** Requirement **
For the data below, the lines that hold "points" should be counted; only the resulting number is expected.

[Records to use]

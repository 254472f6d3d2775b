//! Census schema contract.
//!
//! One canonical set of table and column names. [`create_schema`] is
//! idempotent and can run on every start-up.
//!
//! Households and residents reference each other: `residents.household_id`
//! points at a household (nullable until the head is linked) and
//! `households.head_of_family_id` points back at the head. The second key is
//! added with `ALTER TABLE` once both tables exist.

use crate::executor::{StoreError, StoreExecutor};
use sea_query::{
    ColumnDef, Expr, ForeignKey, ForeignKeyAction, PostgresQueryBuilder, Table,
    TableCreateStatement,
};
use serde::{Deserialize, Serialize};
use std::fmt;

/// Every table the census crate owns, in creation order.
#[derive(Debug, Clone, Copy, PartialEq, Eq, Hash, Serialize, Deserialize)]
pub enum CensusTable {
    PendingRegistrations,
    Households,
    Residents,
    Education,
    Occupation,
    HealthRecords,
    GroupMemberships,
    UserAccounts,
    AuthCredentials,
    AuthSessions,
}

impl CensusTable {
    pub const ALL: [CensusTable; 10] = [
        CensusTable::PendingRegistrations,
        CensusTable::Households,
        CensusTable::Residents,
        CensusTable::Education,
        CensusTable::Occupation,
        CensusTable::HealthRecords,
        CensusTable::GroupMemberships,
        CensusTable::UserAccounts,
        CensusTable::AuthCredentials,
        CensusTable::AuthSessions,
    ];

    /// The four one-to-one tables keyed by `resident_id`.
    pub const SATELLITES: [CensusTable; 4] = [
        CensusTable::Education,
        CensusTable::Occupation,
        CensusTable::HealthRecords,
        CensusTable::GroupMemberships,
    ];

    pub fn name(self) -> &'static str {
        match self {
            CensusTable::PendingRegistrations => "pending_registrations",
            CensusTable::Households => "households",
            CensusTable::Residents => "residents",
            CensusTable::Education => "education",
            CensusTable::Occupation => "occupation",
            CensusTable::HealthRecords => "health_records",
            CensusTable::GroupMemberships => "group_memberships",
            CensusTable::UserAccounts => "user_accounts",
            CensusTable::AuthCredentials => "auth_credentials",
            CensusTable::AuthSessions => "auth_sessions",
        }
    }
}

impl fmt::Display for CensusTable {
    fn fmt(&self, f: &mut fmt::Formatter<'_>) -> fmt::Result {
        f.write_str(self.name())
    }
}

const HEAD_OF_FAMILY_FK: &str = "fk_households_head_of_family";

fn pending_registrations() -> TableCreateStatement {
    Table::create()
        .table(CensusTable::PendingRegistrations.name())
        .if_not_exists()
        .col(ColumnDef::new("id").uuid().not_null().primary_key())
        .col(ColumnDef::new("first_name").text().not_null())
        .col(ColumnDef::new("last_name").text().not_null())
        .col(ColumnDef::new("email").text().not_null())
        .col(ColumnDef::new("phone_number").text().not_null())
        .col(ColumnDef::new("registered_at").timestamp_with_time_zone().not_null())
        .to_owned()
}

fn households() -> TableCreateStatement {
    Table::create()
        .table(CensusTable::Households.name())
        .if_not_exists()
        .col(ColumnDef::new("household_id").uuid().not_null().primary_key())
        .col(ColumnDef::new("head_of_family_id").uuid().not_null().unique_key())
        .col(ColumnDef::new("address").text().not_null().default(""))
        .col(ColumnDef::new("chapter").text().not_null().default(""))
        .col(ColumnDef::new("number_of_members").integer().not_null().default(1))
        .to_owned()
}

fn residents() -> TableCreateStatement {
    Table::create()
        .table(CensusTable::Residents.name())
        .if_not_exists()
        .col(ColumnDef::new("resident_id").uuid().not_null().primary_key())
        .col(ColumnDef::new("first_name").text().not_null())
        .col(ColumnDef::new("middle_name").text().null())
        .col(ColumnDef::new("last_name").text().not_null())
        .col(ColumnDef::new("gender").text().not_null())
        .col(ColumnDef::new("relation").text().not_null())
        .col(ColumnDef::new("marital_status").text().not_null())
        .col(ColumnDef::new("date_of_birth").date().not_null())
        .col(ColumnDef::new("phone_number").text().null())
        .col(ColumnDef::new("email").text().null())
        .col(ColumnDef::new("lifemember").boolean().not_null().default(false))
        .col(ColumnDef::new("household_id").uuid().null())
        .col(ColumnDef::new("created_at").timestamp_with_time_zone().not_null())
        .foreign_key(
            ForeignKey::create()
                .name("fk_residents_household")
                .from(CensusTable::Residents.name(), "household_id")
                .to(CensusTable::Households.name(), "household_id")
                .on_delete(ForeignKeyAction::SetNull),
        )
        .to_owned()
}

/// Satellite table skeleton: `resident_id` is both primary key (upsert target)
/// and foreign key.
fn satellite(table: CensusTable) -> TableCreateStatement {
    Table::create()
        .table(table.name())
        .if_not_exists()
        .col(ColumnDef::new("resident_id").uuid().not_null().primary_key())
        .foreign_key(
            ForeignKey::create()
                .name(format!("fk_{}_resident", table.name()))
                .from(table.name(), "resident_id")
                .to(CensusTable::Residents.name(), "resident_id")
                .on_delete(ForeignKeyAction::Cascade),
        )
        .to_owned()
}

fn education() -> TableCreateStatement {
    satellite(CensusTable::Education)
        .col(ColumnDef::new("highest_qualification").text().null())
        .col(ColumnDef::new("school_or_college_name").text().null())
        .col(ColumnDef::new("year_of_completion").integer().null())
        .to_owned()
}

fn occupation() -> TableCreateStatement {
    satellite(CensusTable::Occupation)
        .col(ColumnDef::new("occupation").text().null())
        .col(ColumnDef::new("profession").text().null())
        .col(ColumnDef::new("work_location").text().null())
        .to_owned()
}

fn health_records() -> TableCreateStatement {
    satellite(CensusTable::HealthRecords)
        .col(ColumnDef::new("blood_group").text().null())
        .col(ColumnDef::new("mediclaim").text().not_null().default("no"))
        .col(ColumnDef::new("thalassemia").text().null())
        .col(ColumnDef::new("g6pd").text().not_null().default("no"))
        .to_owned()
}

fn group_memberships() -> TableCreateStatement {
    satellite(CensusTable::GroupMemberships)
        .col(ColumnDef::new("shirva_setu").boolean().not_null().default(false))
        .col(ColumnDef::new("dukhad_nidhan").boolean().not_null().default(false))
        .col(ColumnDef::new("sgnx").boolean().not_null().default(false))
        .col(ColumnDef::new("sgnx_parent").boolean().not_null().default(false))
        .to_owned()
}

fn user_accounts() -> TableCreateStatement {
    Table::create()
        .table(CensusTable::UserAccounts.name())
        .if_not_exists()
        .col(ColumnDef::new("user_id").uuid().not_null().primary_key())
        .col(ColumnDef::new("resident_id").uuid().null())
        .col(ColumnDef::new("role").text().not_null())
        .col(ColumnDef::new("created_at").timestamp_with_time_zone().not_null())
        .foreign_key(
            ForeignKey::create()
                .name("fk_user_accounts_resident")
                .from(CensusTable::UserAccounts.name(), "resident_id")
                .to(CensusTable::Residents.name(), "resident_id")
                .on_delete(ForeignKeyAction::SetNull),
        )
        .to_owned()
}

fn auth_credentials() -> TableCreateStatement {
    Table::create()
        .table(CensusTable::AuthCredentials.name())
        .if_not_exists()
        .col(ColumnDef::new("credential_id").uuid().not_null().primary_key())
        .col(ColumnDef::new("email").text().not_null().unique_key())
        .col(ColumnDef::new("password_hash").text().not_null())
        .col(ColumnDef::new("created_at").timestamp_with_time_zone().not_null())
        .to_owned()
}

fn auth_sessions() -> TableCreateStatement {
    Table::create()
        .table(CensusTable::AuthSessions.name())
        .if_not_exists()
        .col(ColumnDef::new("token").text().not_null().primary_key())
        .col(ColumnDef::new("credential_id").uuid().not_null())
        .col(ColumnDef::new("created_at").timestamp_with_time_zone().not_null())
        .foreign_key(
            ForeignKey::create()
                .name("fk_auth_sessions_credential")
                .from(CensusTable::AuthSessions.name(), "credential_id")
                .to(CensusTable::AuthCredentials.name(), "credential_id")
                .on_delete(ForeignKeyAction::Cascade),
        )
        .to_owned()
}

/// `CREATE TABLE IF NOT EXISTS` statements in dependency order.
pub fn create_table_statements() -> Vec<String> {
    [
        pending_registrations(),
        households(),
        residents(),
        education(),
        occupation(),
        health_records(),
        group_memberships(),
        user_accounts(),
        auth_credentials(),
        auth_sessions(),
    ]
    .iter()
    .map(|stmt| stmt.build(PostgresQueryBuilder))
    .collect()
}

fn head_of_family_foreign_key() -> String {
    ForeignKey::create()
        .name(HEAD_OF_FAMILY_FK)
        .from(CensusTable::Households.name(), "head_of_family_id")
        .to(CensusTable::Residents.name(), "resident_id")
        .on_delete(ForeignKeyAction::Restrict)
        .to_owned()
        .build(PostgresQueryBuilder)
}

/// Create every census table. Safe to call repeatedly.
///
/// # Errors
///
/// Returns `StoreError` if any DDL statement fails.
pub fn create_schema(executor: &dyn StoreExecutor) -> Result<(), StoreError> {
    for sql in create_table_statements() {
        executor.execute(&sql, &[])?;
    }

    let existing = executor.query_opt(
        "SELECT 1 FROM pg_constraint WHERE conname = $1",
        &[&HEAD_OF_FAMILY_FK],
    )?;
    if existing.is_none() {
        executor.execute(&head_of_family_foreign_key(), &[])?;
    }

    log::info!("census schema ready ({} tables)", CensusTable::ALL.len());
    Ok(())
}

/// Drop every census table. Used by integration tests to start clean.
///
/// # Errors
///
/// Returns `StoreError` if a drop fails.
pub fn drop_schema(executor: &dyn StoreExecutor) -> Result<(), StoreError> {
    for table in CensusTable::ALL.iter().rev() {
        let sql = Table::drop()
            .table(table.name())
            .if_exists()
            .cascade()
            .to_owned()
            .build(PostgresQueryBuilder);
        executor.execute(&sql, &[])?;
    }
    Ok(())
}

/// `SELECT COUNT(*)` for one table.
pub(crate) fn count_statement(table: CensusTable) -> String {
    sea_query::Query::select()
        .expr(Expr::cust("COUNT(*)"))
        .from(table.name())
        .to_owned()
        .to_string(PostgresQueryBuilder)
}
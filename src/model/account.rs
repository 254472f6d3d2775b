use super::{CredentialId, ResidentId, Role};
use chrono::{DateTime, Utc};
use serde::{Deserialize, Serialize};

/// Links a credential to the resident it acts as.
#[derive(Debug, Clone, PartialEq, Eq, Serialize, Deserialize)]
pub struct UserAccount {
    pub user_id: CredentialId,
    pub resident_id: Option<ResidentId>,
    pub role: Role,
    pub created_at: DateTime<Utc>,
}
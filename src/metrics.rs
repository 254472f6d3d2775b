//! Observability hooks.
//!
//! With the `metrics` feature, [`METRICS`] holds OpenTelemetry instruments
//! exported through a Prometheus registry; [`gather_text`] renders them in the
//! text exposition format for whatever HTTP layer embeds this crate.
//!
//! With the `tracing` feature, [`tracing_helpers`] builds the spans wrapped
//! around queries, transactions and census workflows.

#[cfg(feature = "metrics")]
pub use self::prometheus_metrics::{gather_text, CensusMetrics, METRICS};

/// Count a workflow event (`registrations`, `approvals`, ...).
///
/// A no-op unless the `metrics` feature is enabled.
pub fn record_event(event: &'static str) {
    #[cfg(feature = "metrics")]
    METRICS.record_event(event);
    #[cfg(not(feature = "metrics"))]
    let _ = event;
}

#[cfg(feature = "metrics")]
mod prometheus_metrics {
    use once_cell::sync::Lazy;
    use opentelemetry::metrics::{Counter, Histogram, MeterProvider};
    use opentelemetry::KeyValue;
    use opentelemetry_sdk::metrics::SdkMeterProvider;
    use prometheus::{Encoder, Registry, TextEncoder};
    use std::time::Duration;

    pub static METRICS: Lazy<CensusMetrics> = Lazy::new(CensusMetrics::init);

    pub struct CensusMetrics {
        pub registry: Registry,
        _provider: SdkMeterProvider,
        pub queries_total: Counter<u64>,
        pub query_errors_total: Counter<u64>,
        pub query_duration: Histogram<f64>,
        pub connection_wait_duration: Histogram<f64>,
        pub census_events_total: Counter<u64>,
    }

    impl CensusMetrics {
        pub fn init() -> Self {
            let registry = Registry::new();
            let provider = match opentelemetry_prometheus::exporter()
                .with_registry(registry.clone())
                .build()
            {
                Ok(exporter) => SdkMeterProvider::builder().with_reader(exporter).build(),
                Err(e) => {
                    log::warn!("prometheus exporter unavailable, metrics will not be exported: {e}");
                    SdkMeterProvider::builder().build()
                }
            };
            let meter = provider.meter("census");

            let queries_total = meter
                .u64_counter("census_queries_total")
                .with_description("Total queries executed")
                .build();

            let query_errors_total = meter
                .u64_counter("census_query_errors_total")
                .with_description("Queries that returned an error")
                .build();

            let query_duration = meter
                .f64_histogram("census_query_duration_seconds")
                .with_description("Duration of queries")
                .build();

            let connection_wait_duration = meter
                .f64_histogram("census_connection_wait_seconds")
                .with_description("Time spent establishing database connections")
                .build();

            let census_events_total = meter
                .u64_counter("census_events_total")
                .with_description("Registrations, approvals, rejections, members and partial writes")
                .build();

            Self {
                registry,
                _provider: provider,
                queries_total,
                query_errors_total,
                query_duration,
                connection_wait_duration,
                census_events_total,
            }
        }

        pub fn record_query_duration(&self, elapsed: Duration) {
            self.queries_total.add(1, &[]);
            self.query_duration.record(elapsed.as_secs_f64(), &[]);
        }

        pub fn record_query_error(&self) {
            self.query_errors_total.add(1, &[]);
        }

        pub fn record_connection_wait(&self, elapsed: Duration) {
            self.connection_wait_duration.record(elapsed.as_secs_f64(), &[]);
        }

        pub fn record_event(&self, event: &'static str) {
            self.census_events_total
                .add(1, &[KeyValue::new("event", event)]);
        }
    }

    /// Render every registered metric in the Prometheus text format.
    pub fn gather_text() -> String {
        let encoder = TextEncoder::new();
        let mut buffer = Vec::new();
        if let Err(e) = encoder.encode(&METRICS.registry.gather(), &mut buffer) {
            log::warn!("failed to encode metrics: {e}");
            return String::new();
        }
        String::from_utf8_lossy(&buffer).into_owned()
    }
}

#[cfg(feature = "tracing")]
pub mod tracing_helpers {
    use tracing::{info_span, Span};

    const MAX_STATEMENT_IN_SPAN: usize = 120;

    pub fn execute_query_span(query: &str) -> Span {
        let statement: String = query.chars().take(MAX_STATEMENT_IN_SPAN).collect();
        info_span!("census.query", db.system = "postgresql", db.statement = %statement)
    }

    pub fn acquire_connection_span() -> Span {
        info_span!("census.connect", db.system = "postgresql")
    }

    pub fn begin_transaction_span() -> Span {
        info_span!("census.transaction.begin")
    }

    pub fn commit_transaction_span() -> Span {
        info_span!("census.transaction.commit")
    }

    pub fn rollback_transaction_span() -> Span {
        info_span!("census.transaction.rollback")
    }

    /// Span around one census workflow step (`registration.submit`, ...).
    pub fn workflow_span(name: &'static str) -> Span {
        info_span!("census.workflow", workflow = name)
    }
}

#[cfg(test)]
mod tests {
    use super::*;

    #[test]
    fn record_event_never_panics() {
        record_event("registrations");
        record_event("partial_writes");
    }

    #[cfg(feature = "tracing")]
    #[test]
    fn long_statements_are_truncated_in_spans() {
        let long = "SELECT ".repeat(100);
        let _span = tracing_helpers::execute_query_span(&long);
    }

    #[cfg(feature = "metrics")]
    #[test]
    fn gathered_text_includes_events() {
        METRICS.record_event("approvals");
        let text = gather_text();
        assert!(text.contains("census_events_total"));
    }
}
impl<E> EntityStore for PgStore<E>
where
    E: StoreExecutor + TransactionSource,
{
    fn insert_pending(&self, pending: &PendingRegistration) -> Result<(), StoreError> {
        let statement = Query::insert()
            .into_table(CensusTable::PendingRegistrations.name())
            .columns(["id", "first_name", "last_name", "email", "phone_number", "registered_at"])
            .values([
                Expr::val(pending.id),
                Expr::val(pending.first_name.clone()),
                Expr::val(pending.last_name.clone()),
                Expr::val(pending.email.clone()),
                Expr::val(pending.phone_number.clone()),
                Expr::val(pending.registered_at),
            ])
            .map_err(build_error)?
            .build(PostgresQueryBuilder);
        self.run(statement)?;
        Ok(())
    }

    fn find_pending(&self, id: CredentialId) -> Result<Option<PendingRegistration>, StoreError> {
        self.select_one(CensusTable::PendingRegistrations, "id", id, rows::pending)
    }

    fn list_pending(&self) -> Result<Vec<PendingRegistration>, StoreError> {
        self.select_all(
            CensusTable::PendingRegistrations,
            &[("registered_at", Order::Desc)],
            rows::pending,
        )
    }

    fn delete_pending(&self, id: CredentialId) -> Result<u64, StoreError> {
        let statement = Query::delete()
            .from_table(CensusTable::PendingRegistrations.name())
            .and_where(Expr::col("id").eq(id))
            .build(PostgresQueryBuilder);
        self.run(statement)
    }

    fn insert_resident(&self, r: &Resident) -> Result<(), StoreError> {
        let statement = Query::insert()
            .into_table(CensusTable::Residents.name())
            .columns([
                "resident_id",
                "first_name",
                "middle_name",
                "last_name",
                "gender",
                "relation",
                "marital_status",
                "date_of_birth",
                "phone_number",
                "email",
                "lifemember",
                "household_id",
                "created_at",
            ])
            .values([
                Expr::val(r.resident_id),
                Expr::val(r.first_name.clone()),
                Expr::val(r.middle_name.clone()),
                Expr::val(r.last_name.clone()),
                Expr::val(r.gender.as_str()),
                Expr::val(r.relation.as_str()),
                Expr::val(r.marital_status.as_str()),
                Expr::val(r.date_of_birth),
                Expr::val(r.phone_number.clone()),
                Expr::val(r.email.clone()),
                Expr::val(r.lifemember),
                Expr::val(r.household_id),
                Expr::val(r.created_at),
            ])
            .map_err(build_error)?
            .build(PostgresQueryBuilder);
        self.run(statement)?;
        Ok(())
    }

    fn update_resident(&self, r: &Resident) -> Result<(), StoreError> {
        let statement = Query::update()
            .table(CensusTable::Residents.name())
            .value("first_name", r.first_name.clone())
            .value("middle_name", r.middle_name.clone())
            .value("last_name", r.last_name.clone())
            .value("gender", r.gender.as_str())
            .value("relation", r.relation.as_str())
            .value("marital_status", r.marital_status.as_str())
            .value("date_of_birth", r.date_of_birth)
            .value("phone_number", r.phone_number.clone())
            .value("email", r.email.clone())
            .value("lifemember", r.lifemember)
            .and_where(Expr::col("resident_id").eq(r.resident_id))
            .build(PostgresQueryBuilder);
        let affected = self.run(statement)?;
        Self::expect_one(affected, "residents", r.resident_id)
    }

    fn set_resident_household(
        &self,
        resident_id: ResidentId,
        household_id: HouseholdId,
    ) -> Result<(), StoreError> {
        let statement = Query::update()
            .table(CensusTable::Residents.name())
            .value("household_id", household_id)
            .and_where(Expr::col("resident_id").eq(resident_id))
            .build(PostgresQueryBuilder);
        let affected = self.run(statement)?;
        Self::expect_one(affected, "residents", resident_id)
    }

    fn find_resident(&self, id: ResidentId) -> Result<Option<Resident>, StoreError> {
        self.select_one(CensusTable::Residents, "resident_id", id, rows::resident)
    }

    fn list_residents(&self) -> Result<Vec<Resident>, StoreError> {
        self.select_all(
            CensusTable::Residents,
            &[("created_at", Order::Asc), ("resident_id", Order::Asc)],
            rows::resident,
        )
    }

    fn residents_in_household(&self, household_id: HouseholdId) -> Result<Vec<Resident>, StoreError> {
        let statement = Query::select()
            .column(Asterisk)
            .from(CensusTable::Residents.name())
            .and_where(Expr::col("household_id").eq(household_id))
            .order_by("created_at", Order::Asc)
            .order_by("resident_id", Order::Asc)
            .build(PostgresQueryBuilder);
        self.fetch_all(statement)?.iter().map(rows::resident).collect()
    }

    fn insert_household(&self, h: &Household) -> Result<(), StoreError> {
        let statement = Query::insert()
            .into_table(CensusTable::Households.name())
            .columns([
                "household_id",
                "head_of_family_id",
                "address",
                "chapter",
                "number_of_members",
            ])
            .values([
                Expr::val(h.household_id),
                Expr::val(h.head_of_family_id),
                Expr::val(h.address.clone()),
                Expr::val(h.chapter.clone()),
                Expr::val(h.number_of_members),
            ])
            .map_err(build_error)?
            .build(PostgresQueryBuilder);
        self.run(statement)?;
        Ok(())
    }

    fn update_household(&self, h: &Household) -> Result<(), StoreError> {
        let statement = Query::update()
            .table(CensusTable::Households.name())
            .value("address", h.address.clone())
            .value("chapter", h.chapter.clone())
            .and_where(Expr::col("household_id").eq(h.household_id))
            .build(PostgresQueryBuilder);
        let affected = self.run(statement)?;
        Self::expect_one(affected, "households", h.household_id)
    }

    fn increment_members(&self, id: HouseholdId) -> Result<(), StoreError> {
        let statement = Query::update()
            .table(CensusTable::Households.name())
            .value("number_of_members", Expr::col("number_of_members").add(1))
            .and_where(Expr::col("household_id").eq(id))
            .build(PostgresQueryBuilder);
        let affected = self.run(statement)?;
        Self::expect_one(affected, "households", id)
    }

    fn find_household(&self, id: HouseholdId) -> Result<Option<Household>, StoreError> {
        self.select_one(CensusTable::Households, "household_id", id, rows::household)
    }

    fn list_households(&self) -> Result<Vec<Household>, StoreError> {
        self.select_all(
            CensusTable::Households,
            &[("household_id", Order::Asc)],
            rows::household,
        )
    }

    fn upsert_education(&self, row: &Education) -> Result<(), StoreError> {
        self.upsert(
            CensusTable::Education,
            &[
                "resident_id",
                "highest_qualification",
                "school_or_college_name",
                "year_of_completion",
            ],
            vec![
                Expr::val(row.resident_id),
                Expr::val(row.highest_qualification.clone()),
                Expr::val(row.school_or_college_name.clone()),
                Expr::val(row.year_of_completion),
            ],
        )
    }

    fn upsert_occupation(&self, row: &Occupation) -> Result<(), StoreError> {
        self.upsert(
            CensusTable::Occupation,
            &["resident_id", "occupation", "profession", "work_location"],
            vec![
                Expr::val(row.resident_id),
                text(row.occupation),
                Expr::val(row.profession.clone()),
                Expr::val(row.work_location.clone()),
            ],
        )
    }

    fn upsert_health(&self, row: &HealthRecord) -> Result<(), StoreError> {
        self.upsert(
            CensusTable::HealthRecords,
            &["resident_id", "blood_group", "mediclaim", "thalassemia", "g6pd"],
            vec![
                Expr::val(row.resident_id),
                text(row.blood_group),
                Expr::val(row.mediclaim.as_str()),
                text(row.thalassemia),
                Expr::val(row.g6pd.as_str()),
            ],
        )
    }

    fn upsert_groups(&self, row: &GroupMembership) -> Result<(), StoreError> {
        self.upsert(
            CensusTable::GroupMemberships,
            &["resident_id", "shirva_setu", "dukhad_nidhan", "sgnx", "sgnx_parent"],
            vec![
                Expr::val(row.resident_id),
                Expr::val(row.shirva_setu),
                Expr::val(row.dukhad_nidhan),
                Expr::val(row.sgnx),
                Expr::val(row.sgnx_parent),
            ],
        )
    }

    fn find_education(&self, id: ResidentId) -> Result<Option<Education>, StoreError> {
        self.select_one(CensusTable::Education, "resident_id", id, rows::education)
    }

    fn find_occupation(&self, id: ResidentId) -> Result<Option<Occupation>, StoreError> {
        self.select_one(CensusTable::Occupation, "resident_id", id, rows::occupation)
    }

    fn find_health(&self, id: ResidentId) -> Result<Option<HealthRecord>, StoreError> {
        self.select_one(CensusTable::HealthRecords, "resident_id", id, rows::health)
    }

    fn find_groups(&self, id: ResidentId) -> Result<Option<GroupMembership>, StoreError> {
        self.select_one(CensusTable::GroupMemberships, "resident_id", id, rows::groups)
    }

    fn list_education(&self) -> Result<Vec<Education>, StoreError> {
        self.select_all(CensusTable::Education, &[("resident_id", Order::Asc)], rows::education)
    }

    fn list_occupation(&self) -> Result<Vec<Occupation>, StoreError> {
        self.select_all(CensusTable::Occupation, &[("resident_id", Order::Asc)], rows::occupation)
    }

    fn list_health(&self) -> Result<Vec<HealthRecord>, StoreError> {
        self.select_all(CensusTable::HealthRecords, &[("resident_id", Order::Asc)], rows::health)
    }

    fn list_groups(&self) -> Result<Vec<GroupMembership>, StoreError> {
        self.select_all(CensusTable::GroupMemberships, &[("resident_id", Order::Asc)], rows::groups)
    }

    fn insert_account(&self, account: &UserAccount) -> Result<(), StoreError> {
        let statement = Query::insert()
            .into_table(CensusTable::UserAccounts.name())
            .columns(["user_id", "resident_id", "role", "created_at"])
            .values([
                Expr::val(account.user_id),
                Expr::val(account.resident_id),
                Expr::val(account.role.as_str()),
                Expr::val(account.created_at),
            ])
            .map_err(build_error)?
            .build(PostgresQueryBuilder);
        self.run(statement)?;
        Ok(())
    }

    fn find_account(&self, user_id: CredentialId) -> Result<Option<UserAccount>, StoreError> {
        self.select_one(CensusTable::UserAccounts, "user_id", user_id, rows::account)
    }

    fn list_accounts(&self) -> Result<Vec<UserAccount>, StoreError> {
        self.select_all(
            CensusTable::UserAccounts,
            &[("created_at", Order::Desc)],
            rows::account,
        )
    }

    fn count_households(&self) -> Result<u64, StoreError> {
        self.count(&count_statement(CensusTable::Households))
    }

    fn count_residents(&self) -> Result<u64, StoreError> {
        self.count(&count_statement(CensusTable::Residents))
    }

    fn count_pending(&self) -> Result<u64, StoreError> {
        self.count(&count_statement(CensusTable::PendingRegistrations))
    }

    fn count_lifemembers(&self) -> Result<u64, StoreError> {
        self.count("SELECT COUNT(*) FROM \"residents\" WHERE \"lifemember\" = TRUE")
    }

    fn atomically(
        &self,
        work: &mut dyn FnMut(&dyn EntityStore) -> Result<(), CensusError>,
    ) -> Result<(), CensusError> {
        let transaction = self
            .executor
            .begin_transaction()
            .map_err(StoreError::from)?;
        let scoped = PgStore::new(transaction);

        match work(&scoped) {
            Ok(()) => {
                scoped.into_executor().commit().map_err(StoreError::from)?;
                Ok(())
            }
            Err(e) => {
                if let Err(rollback_err) = scoped.into_executor().rollback() {
                    log::warn!("rollback after failed unit of work also failed: {rollback_err}");
                }
                Err(e)
            }
        }
    }
}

[/Records to use]

** Expected output **
2